Beneath this instruction is a block of data; output from it exactly the lines that run from the one containing "#[serde(transparent)]" through the one containing "in the table.", inclusive.

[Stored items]
+ + + + + + +
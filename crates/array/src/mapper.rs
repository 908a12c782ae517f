//! Coordinate and variable renaming.

use std::collections::BTreeMap;

use serde::{Deserialize, Serialize};

use crate::array::LabeledArray;
use crate::collection::ArrayCollection;
use crate::error::ArrayError;

/// A rename table from source names to target names.
///
/// Entries naming axes or variables that are absent are skipped silently.
///
/// # Example
///
/// ```
/// use fmprep_array::{CoordinateMapper, LabeledArray};
///
/// let mapper = CoordinateMapper::from_pairs([("lat", "y"), ("lon", "x")]);
/// let raw = LabeledArray::from_vec("T", &["lat", "lon"], &[1, 2], vec![1.0, 2.0]).unwrap();
/// let out = mapper.apply(raw).unwrap();
/// assert_eq!(out.dims(), &["y", "x"]);
/// assert_eq!(mapper.inverse().get("y"), Some("lat"));
/// ```
#[derive(Debug, Clone, Default, PartialEq, Eq, Serialize, Deserialize)]
#[serde(transparent)]
pub struct CoordinateMapper {
    table: BTreeMap<String, String>,
}

impl CoordinateMapper {
    /// Creates a mapper from an explicit table.
    pub fn new(table: BTreeMap<String, String>) -> Self {
        Self { table }
    }

    /// Creates a mapper from `(old, new)` pairs.
    pub fn from_pairs<I, K, V>(pairs: I) -> Self
    where
        I: IntoIterator<Item = (K, V)>,
        K: Into<String>,
        V: Into<String>,
    {
        Self {
            table: pairs
                .into_iter()
                .map(|(k, v)| (k.into(), v.into()))
                .collect(),
        }
    }

    /// Target name for `old`.
    pub fn get(&self, old: &str) -> Option<&str> {
        self.table.get(old).map(String::as_str)
    }

    /// Maps `name`, returning it unchanged when not in the table.
    pub fn map_name<'a>(&'a self, name: &'a str) -> &'a str {
        self.get(name).unwrap_or(name)
    }

    /// The underlying table.
    pub fn table(&self) -> &BTreeMap<String, String> {
        &self.table
    }

    /// Returns `true` if the table is empty.
    pub fn is_empty(&self) -> bool {
        self.table.is_empty()
    }

    /// The reverse mapping (new → old).
    pub fn inverse(&self) -> Self {
        Self {
            table: self
                .table
                .iter()
                .map(|(k, v)| (v.clone(), k.clone()))
                .collect(),
        }
    }

    /// Keeps only entries whose source name satisfies `present`.
    pub fn restricted_to(&self, present: impl Fn(&str) -> bool) -> Self {
        Self {
            table: self
                .table
                .iter()
                .filter(|(k, _)| present(k))
                .map(|(k, v)| (k.clone(), v.clone()))
                .collect(),
        }
    }

    /// Renames the axes and coordinates of one array.
    ///
    /// # Errors
    ///
    /// Returns [`ArrayError::DuplicateDim`] if two axes would share a name.
    pub fn apply(&self, array: LabeledArray) -> Result<LabeledArray, ArrayError> {
        array.rename_dims(&self.table)
    }

    /// Renames axes of every variable in a collection.
    ///
    /// # Errors
    ///
    /// See [`CoordinateMapper::apply`].
    pub fn apply_collection(&self, collection: ArrayCollection) -> Result<ArrayCollection, ArrayError> {
        let attrs = collection.attrs().clone();
        let mut out = ArrayCollection::new();
        out.update_attrs(&attrs);
        for array in collection {
            out.insert(self.apply(array)?);
        }
        Ok(out)
    }

    /// Renames the variables of a collection; axes are left untouched.
    pub fn rename_variables(&self, collection: ArrayCollection) -> ArrayCollection {
        let attrs = collection.attrs().clone();
        let mut out = ArrayCollection::new();
        out.update_attrs(&attrs);
        for mut array in collection {
            if let Some(new) = self.get(array.name()) {
                array.set_name(new);
            }
            out.insert(array);
        }
        out
    }
}
//! Reading and writing [`ArrayCollection`]s as NetCDF files.
//!
//! Numeric coordinates are written as coordinate variables. Label coordinates
//! are written as an index variable whose `labels` attribute holds the labels
//! joined by [`LABEL_SEPARATOR`]. The canonical time coordinate carries
//! [`TIME_UNITS`].

use std::collections::BTreeMap;
use std::path::Path;

use fmprep_array::{ArrayCollection, AttrValue, Attrs, Coordinate, LabeledArray, T};
use tracing::debug;

use crate::error::IoError;
use crate::netcdf_read;

/// Units written on the time coordinate of cache files.
pub const TIME_UNITS: &str = "seconds since 1970-01-01 00:00:00";

/// Separator between labels in the `labels` attribute.
pub const LABEL_SEPARATOR: &str = "|";

const LABELS_ATTR: &str = "labels";

/// Writes `collection` to a new NetCDF file at `path`, replacing any file
/// already there.
///
/// # Errors
///
/// Returns [`IoError::DimensionMismatch`] if two variables disagree on a
/// dimension length, or [`IoError::Netcdf`] on write failure.
pub fn write_collection(path: &Path, collection: &ArrayCollection) -> Result<(), IoError> {
    let mut lengths: BTreeMap<String, usize> = BTreeMap::new();
    let mut coords: BTreeMap<String, Coordinate> = BTreeMap::new();
    for array in collection.iter() {
        for (dim, &len) in array.dims().iter().zip(array.shape()) {
            match lengths.get(dim) {
                Some(&expected) if expected != len => {
                    return Err(IoError::DimensionMismatch {
                        name: dim.clone(),
                        expected,
                        got: len,
                    });
                }
                Some(_) => {}
                None => {
                    lengths.insert(dim.clone(), len);
                }
            }
            if !coords.contains_key(dim)
                && let Some(c) = array.coord(dim)
            {
                coords.insert(dim.clone(), c.clone());
            }
        }
    }

    let mut file = netcdf::create(path)?;
    for (name, value) in collection.attrs() {
        put_attr_file(&mut file, name, value)?;
    }
    for (dim, &len) in &lengths {
        file.add_dimension(dim, len)?;
    }

    for (dim, coord) in &coords {
        if collection.contains(dim) {
            continue;
        }
        let mut var = file.add_variable::<f64>(dim, &[dim.as_str()])?;
        match coord {
            Coordinate::Values(values) => {
                if dim == T {
                    var.put_attribute("units", TIME_UNITS)?;
                }
                var.put_values(values, ..)?;
            }
            Coordinate::Labels(labels) => {
                var.put_attribute(LABELS_ATTR, labels.join(LABEL_SEPARATOR))?;
                let index: Vec<f64> = (0..labels.len()).map(|i| i as f64).collect();
                var.put_values(&index, ..)?;
            }
        }
    }

    for array in collection.iter() {
        let dims: Vec<&str> = array.dims().iter().map(String::as_str).collect();
        let mut var = file.add_variable::<f64>(array.name(), &dims)?;
        // reserved netCDF attributes (`_FillValue`, ...) are not carried over
        for (name, value) in array.attrs().iter().filter(|(k, _)| !k.starts_with('_')) {
            put_attr_var(&mut var, name, value)?;
        }
        let values: Vec<f64> = array.data().iter().copied().collect();
        var.put_values(&values, ..)?;
    }
    debug!(path = %path.display(), variables = collection.len(), "wrote collection");
    Ok(())
}

/// Reads every non-coordinate variable of the NetCDF file at `path`.
///
/// # Errors
///
/// Returns [`IoError::FileNotFound`], [`IoError::Netcdf`] or
/// [`IoError::InvalidTime`].
pub fn read_collection(path: &Path) -> Result<ArrayCollection, IoError> {
    let file = netcdf_read::open_file(path)?;

    let mut coords: BTreeMap<String, Coordinate> = BTreeMap::new();
    for var in file.variables() {
        let name = var.name();
        let dims = var.dimensions();
        if dims.len() != 1 || dims[0].name() != name {
            continue;
        }
        let attrs = netcdf_read::collect_attrs(var.attributes());
        let mut values = var.get_values::<f64, _>(..)?;
        let coord = if let Some(labels) = attrs.get(LABELS_ATTR).and_then(AttrValue::as_str) {
            Coordinate::Labels(split_labels(labels, values.len()))
        } else {
            if let Some(units) = netcdf_read::time_units(&attrs) {
                values = netcdf_read::decode_time(&values, units)?;
            }
            Coordinate::Values(values)
        };
        coords.insert(name, coord);
    }

    let mut collection = ArrayCollection::new();
    collection.update_attrs(&netcdf_read::collect_attrs(file.attributes()));
    for var in file.variables() {
        let name = var.name();
        if coords.contains_key(&name) {
            continue;
        }
        let dims: Vec<String> = var.dimensions().iter().map(|d| d.name()).collect();
        let shape: Vec<usize> = var.dimensions().iter().map(|d| d.len()).collect();
        let values = var.get_values::<f64, _>(..)?;
        let mut array = LabeledArray::from_vec(&name, &dims, &shape, values)?;
        for dim in &dims {
            if let Some(c) = coords.get(dim) {
                array.set_coord(dim, c.clone())?;
            }
        }
        array.set_attrs(netcdf_read::collect_attrs(var.attributes()));
        collection.insert(array);
    }
    debug!(path = %path.display(), variables = collection.len(), "read collection");
    Ok(collection)
}

fn split_labels(joined: &str, len: usize) -> Vec<String> {
    if len == 0 {
        return Vec::new();
    }
    joined.split(LABEL_SEPARATOR).map(str::to_string).collect()
}

fn put_attr_file(file: &mut netcdf::FileMut, name: &str, value: &AttrValue) -> Result<(), IoError> {
    match value {
        AttrValue::Str(s) => file.add_attribute(name, s.as_str())?,
        AttrValue::Num(v) => file.add_attribute(name, *v)?,
        AttrValue::Nums(v) => file.add_attribute(name, v.clone())?,
    };
    Ok(())
}

fn put_attr_var(var: &mut netcdf::VariableMut<'_>, name: &str, value: &AttrValue) -> Result<(), IoError> {
    match value {
        AttrValue::Str(s) => var.put_attribute(name, s.as_str())?,
        AttrValue::Num(v) => var.put_attribute(name, *v)?,
        AttrValue::Nums(v) => var.put_attribute(name, v.clone())?,
    };
    Ok(())
}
+ + + + + + +
● **Finished task**
#[serde(transparent)]
pub struct CoordinateMapper {
    table: BTreeMap<String, String>,
}

impl CoordinateMapper {
    /// Creates a mapper from an explicit table.
    pub fn new(table: BTreeMap<String, String>) -> Self {
        Self { table }
    }

    /// Creates a mapper from `(old, new)` pairs.
    pub fn from_pairs<I, K, V>(pairs: I) -> Self
    where
        I: IntoIterator<Item = (K, V)>,
        K: Into<String>,
        V: Into<String>,
    {
        Self {
            table: pairs
                .into_iter()
                .map(|(k, v)| (k.into(), v.into()))
                .collect(),
        }
    }

    /// Target name for `old`.
    pub fn get(&self, old: &str) -> Option<&str> {
        self.table.get(old).map(String::as_str)
    }

    /// Maps `name`, returning it unchanged when not in the table.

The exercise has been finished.